**YOUR OBJECTIVE**
Copy every entry exactly.

**EXTRACTED ENTRIES**
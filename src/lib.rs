//! history-replay - streaming rewrite and replay of versioned object store history
//!
//! History is read one change-set at a time from a source store, passed
//! through a chain of rewriters and written to a destination store:
//! - `event` - change-sets and the events they own
//! - `schema` - type registry consulted by rewriters
//! - `store` - source and destination stores
//! - `rewrite` - rewriter contract, stacking, filtering, declarative chains
//! - `visit` - per-event dispatch with apply/skip outcomes
//! - `revision` - revision renumbering
//! - `branch` - branch id remapping and branched-type filtering
//! - `rename` - type and attribute renaming, type exclusion
//! - `replay` - configuration, identity translation and the replay driver
//! - `cli` - command-line entry points

pub mod branch;
pub mod cli;
pub mod event;
pub mod rename;
pub mod replay;
pub mod revision;
pub mod rewrite;
pub mod schema;
pub mod store;
pub mod visit;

**SOLUTION TO THIS TASK**
filename src/lib.rs
//! history-replay - streaming rewrite and replay of versioned object store history
//!
//! History is read one change-set at a time from a source store, passed
//! through a chain of rewriters and written to a destination store:
//! - `event` - change-sets and the events they own
//! - `schema` - type registry consulted by rewriters
//! - `store` - source and destination stores
//! - `rewrite` - rewriter contract, stacking, filtering, declarative chains
//! - `visit` - per-event dispatch with apply/skip outcomes
//! - `revision` - revision renumbering
//! - `branch` - branch id remapping and branched-type filtering
//! - `rename` - type and attribute renaming, type exclusion
//! - `replay` - configuration, identity translation and the replay driver
//! - `cli` - command-line entry points

pub mod branch;
pub mod cli;
pub mod event;
pub mod rename;
pub mod replay;
pub mod revision;
pub mod rewrite;
pub mod schema;
pub mod store;
pub mod visit;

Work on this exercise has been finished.